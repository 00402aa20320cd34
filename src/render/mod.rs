// Copyright (C) 2026  Caprica Software Limited
//
// This program is free software: you can redistribute it and/or modify
// it under the terms of the GNU General Public License as published by
// the Free Software Foundation, either version 3 of the License, or
// (at your option) any later version.
//
// This program is distributed in the hope that it will be useful,
// but WITHOUT ANY WARRANTY; without even the implied warranty of
// MERCHANTABILITY or FITNESS FOR A PARTICULAR PURPOSE.  See the
// GNU General Public License for more details.
//
// You should have received a copy of the GNU General Public License
// along with this program.  If not, see <https://www.gnu.org/licenses/>.

//! User interface rendering logic.
//!
//! This module handles the translation of the [`App`] state into visual
//! widgets using the `ratatui` framework. It is responsible for layout
//! management, widget styling, and terminal frame composition.
//!
//! # Rendering Pipeline
//!
//! The primary entry point is the [`draw`] function, which is called on every
//! terminal tick or state change to provide a reactive user interface. The
//! records on screen are always derived from the view state through
//! [`ViewState::page`](crate::state::ViewState::page), nothing visible is
//! cached between frames.

mod commander;
pub(crate) mod icons;
mod pagination;

use ratatui::{
    Frame,
    layout::{Alignment, Constraint, Direction, Layout, Rect},
    style::{Modifier, Style},
    text::{Line, Span},
    widgets::{Block, Borders, Padding, Paragraph},
};

use crate::{
    App,
    events::Focus,
    model::DatasetRecord,
    render::{
        commander::draw_commander,
        icons::{ICON_ASCENDING, ICON_DESCENDING, ICON_ERROR, SPINNER},
        pagination::draw_pagination,
    },
    state::{
        ViewState,
        pipeline::{SortField, SortOrder},
    },
    theme::Theme,
};

const APP_TITLE: &str = "E-commerce Dataset Mining Recommendation System";
const SIDEBAR_WIDTH: u16 = 32;

/// Renders the user interface to the terminal frame.
///
/// It handles:
///
/// * **Layout**: Partitioning the screen into the header, search bar, results
///   and sidebar, and the command line.
/// * **State Mapping**: Running the view state pipeline to produce the page of
///   dataset cards and the pagination bar.
/// * **Styling**: Applying colors and borders defined in the application theme.
///
/// # Arguments
///
/// * `f` - The current terminal frame used for drawing.
/// * `app` - A mutable reference to the application state, the table keeps its
///   scroll position between frames.
pub(crate) fn draw(f: &mut Frame, app: &mut App) {
    let area = f.area();

    let cta_height = if app.state.show_cta { 1 } else { 0 };

    let outer = Layout::default()
        .direction(Direction::Vertical)
        .constraints([
            Constraint::Length(3),
            Constraint::Length(3),
            Constraint::Length(cta_height),
            Constraint::Min(0),
            Constraint::Length(1),
        ])
        .split(area);

    draw_header(f, outer[0], app);

    app.search_bar
        .draw(f, outer[1], &app.theme, app.focus == Focus::SearchInput);

    let page = app.state.page();

    if app.state.show_cta {
        draw_cta(f, outer[2], &app.state, page.total_records, &app.theme);
    }

    let content = Layout::default()
        .direction(Direction::Horizontal)
        .constraints([Constraint::Min(0), Constraint::Length(SIDEBAR_WIDTH)])
        .split(outer[3]);

    let results = Layout::default()
        .direction(Direction::Vertical)
        .constraints([
            Constraint::Min(0),
            Constraint::Length(2),
            Constraint::Length(1),
        ])
        .split(content[0]);

    let title = match &app.state.last_query {
        Some(query) => format!(" Results for \"{query}\" "),
        None => " Datasets ".to_string(),
    };

    let mut table = app.dataset_table.as_widget(&page.records);
    table.draw(f, results[0], &title, &app.theme, app.focus == Focus::Results);
    draw_detail(f, results[1], table.selected_record(), &app.theme);

    draw_pagination(f, results[2], app.state.current_page, page.total_pages, &app.theme);

    app.sidebar.draw(
        f,
        content[1],
        &app.state.history,
        &app.config.popular_searches,
        &app.theme,
        app.focus == Focus::Sidebar,
    );

    draw_commander(f, outer[4], app);
}

fn draw_header(f: &mut Frame, area: Rect, app: &App) {
    let theme = &app.theme;

    let block = Block::default()
        .borders(Borders::BOTTOM)
        .border_style(Style::default().fg(theme.border_colour))
        .padding(Padding::horizontal(1));

    let inner = block.inner(area);
    f.render_widget(block, area);

    let rows = Layout::default()
        .direction(Direction::Vertical)
        .constraints([Constraint::Length(1), Constraint::Length(1)])
        .split(inner);

    f.render_widget(
        Paragraph::new(APP_TITLE)
            .style(Style::default().fg(theme.accent_colour).add_modifier(Modifier::BOLD))
            .alignment(Alignment::Center),
        rows[0],
    );

    let status = Layout::default()
        .direction(Direction::Horizontal)
        .constraints([Constraint::Min(0), Constraint::Length(36)])
        .split(rows[1]);

    f.render_widget(Paragraph::new(status_line(&app.state, app.ticks, theme)), status[0]);
    f.render_widget(
        Paragraph::new(view_options_line(&app.state, theme)).alignment(Alignment::Right),
        status[1],
    );
}

fn status_line(state: &ViewState, ticks: u64, theme: &Theme) -> Line<'static> {
    if state.loading {
        let frame = SPINNER[(ticks % SPINNER.len() as u64) as usize];
        return Line::from(vec![
            Span::styled(format!("{frame} "), Style::default().fg(theme.accent_colour)),
            Span::styled("Loading datasets...", Style::default().fg(theme.text_colour)),
        ]);
    }

    if let Some(error) = &state.last_error {
        return Line::from(vec![
            Span::styled(
                format!("{ICON_ERROR} {error}"),
                Style::default().fg(theme.error_colour).add_modifier(Modifier::BOLD),
            ),
            Span::styled("  (Esc to dismiss)", Style::default().fg(theme.muted_colour)),
        ]);
    }

    Line::from(Span::styled(
        format!("{} datasets loaded", state.datasets.len()),
        Style::default().fg(theme.muted_colour),
    ))
}

fn view_options_line(state: &ViewState, theme: &Theme) -> Line<'static> {
    let sort = match state.sort {
        Some(spec) => {
            let arrow = match spec.order {
                SortOrder::Ascending => ICON_ASCENDING,
                SortOrder::Descending => ICON_DESCENDING,
            };
            let field = match spec.field {
                SortField::Size => "size",
            };
            format!("{field} {arrow}")
        }
        None => "none".to_string(),
    };

    let filter = match state.rating_filter {
        Some(tier) => tier.to_string(),
        None => "all".to_string(),
    };

    let label = Style::default().fg(theme.muted_colour);
    let value = Style::default().fg(theme.accent_colour);

    Line::from(vec![
        Span::styled("sort ", label),
        Span::styled(sort, value),
        Span::styled("  rating ", label),
        Span::styled(filter, value),
    ])
}

fn draw_cta(f: &mut Frame, area: Rect, state: &ViewState, total_records: usize, theme: &Theme) {
    let query = state.last_query.as_deref().unwrap_or_default();

    let line = Line::from(vec![
        Span::styled(
            format!(" {total_records} recommended datasets for "),
            Style::default().fg(theme.text_colour),
        ),
        Span::styled(
            format!("\"{query}\""),
            Style::default().fg(theme.accent_colour).add_modifier(Modifier::BOLD),
        ),
        Span::styled(
            ", select one to see where to get it",
            Style::default().fg(theme.text_colour),
        ),
    ]);

    f.render_widget(Paragraph::new(line), area);
}

fn draw_detail(f: &mut Frame, area: Rect, record: Option<&DatasetRecord>, theme: &Theme) {
    let Some(record) = record else {
        return;
    };

    let label = Style::default().fg(theme.muted_colour);

    let url = Line::from(vec![
        Span::styled(" url    ", label),
        Span::styled(
            record.url.clone(),
            Style::default().fg(theme.accent_colour).add_modifier(Modifier::UNDERLINED),
        ),
    ]);

    let source = Line::from(vec![
        Span::styled(" source ", label),
        Span::styled(
            record.source.clone().unwrap_or_else(|| "unknown".to_string()),
            Style::default().fg(theme.text_colour),
        ),
    ]);

    f.render_widget(Paragraph::new(vec![url, source]), area);
}
// Copyright (C) 2026  Caprica Software Limited
//
// This program is free software: you can redistribute it and/or modify
// it under the terms of the GNU General Public License as published by
// the Free Software Foundation, either version 3 of the License, or
// (at your option) any later version.
//
// This program is distributed in the hope that it will be useful,
// but WITHOUT ANY WARRANTY; without even the implied warranty of
// MERCHANTABILITY or FITNESS FOR A PARTICULAR PURPOSE.  See the
// GNU General Public License for more details.
//
// You should have received a copy of the GNU General Public License
// along with this program.  If not, see <https://www.gnu.org/licenses/>.

//! Application event distribution and orchestration.
//!
//! This module defines the central event-handling logic for the application,
//! bridging the gap between user input (keyboard), background worker updates
//! (API responses), and the UI rendering pipeline.
//!
//! # Architecture
//!
//! The system follows a reactive event-loop pattern:
//!
//! 1. **Capture**: Events are received via the [`AppEvent`] enum through an
//!    asynchronous channel.
//! 2. **Process**: The [`process_events`] function turns each event into a
//!    view state [`Action`], reduces it, and forwards any resulting effect to
//!    the task worker.
//! 3. **Render**: After each event is processed, the UI is re-drawn using the
//!    `ratatui` terminal.

mod handlers;
mod key_handlers;

use std::io::Stdout;

use anyhow::Result;
use crossterm::event::KeyEvent;
use ratatui::{Terminal, prelude::CrosstermBackend};

use crate::{App, model::DatasetRecord, render::draw, state::Action};

pub(crate) use handlers::dispatch;

/// The widget receiving unhandled key input.
#[derive(Debug, Clone, Copy, PartialEq, Eq)]
pub(crate) enum Focus {
    SearchInput,
    Results,
    Sidebar,
}

#[derive(Debug)]
pub(crate) enum AppEvent {
    Key(KeyEvent),

    Dispatch(Action),

    CatalogLoaded {
        request_id: u64,
        datasets: Vec<DatasetRecord>,
    },
    SearchResultsReady {
        request_id: u64,
        query: String,
        results: Vec<DatasetRecord>,
    },
    RequestFailed {
        request_id: u64,
        error: String,
    },

    Tick,

    ExitApplication,
}

/// Runs the main application loop, handling events and rendering the UI in the
/// terminal.
///
/// This function loops until a 'quit' event is received or the event channel
/// is closed.
pub(crate) fn process_events(
    terminal: &mut Terminal<CrosstermBackend<Stdout>>,
    app: &mut App,
) -> Result<()> {
    terminal.draw(|f| draw(f, app))?;

    while let Ok(event) = app.event_rx.recv() {
        if matches!(event, AppEvent::ExitApplication) {
            break;
        }

        handle_event(app, event)?;

        terminal.draw(|f| draw(f, app))?;
    }

    Ok(())
}

/// Applies a single event to the application state.
pub(crate) fn handle_event(app: &mut App, event: AppEvent) -> Result<()> {
    match event {
        AppEvent::Key(key) => key_handlers::process_key_event(app, key)?,
        AppEvent::Dispatch(action) => dispatch(app, action)?,
        AppEvent::CatalogLoaded {
            request_id,
            datasets,
        } => dispatch(
            app,
            Action::CatalogLoaded {
                request_id,
                datasets,
            },
        )?,
        AppEvent::SearchResultsReady {
            request_id,
            query,
            results,
        } => dispatch(
            app,
            Action::SearchSucceeded {
                request_id,
                query,
                results,
            },
        )?,
        AppEvent::RequestFailed { request_id, error } => {
            dispatch(app, Action::RequestFailed { request_id, error })?
        }
        AppEvent::Tick => handlers::handle_tick(app),
        AppEvent::ExitApplication => {}
    }

    Ok(())
}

= = = = = = =

Work to be completed
All lines with the word "icons" should be copied from the material above.

Solved problem
pub(crate) mod icons;
        icons::{ICON_ASCENDING, ICON_DESCENDING, ICON_ERROR, SPINNER},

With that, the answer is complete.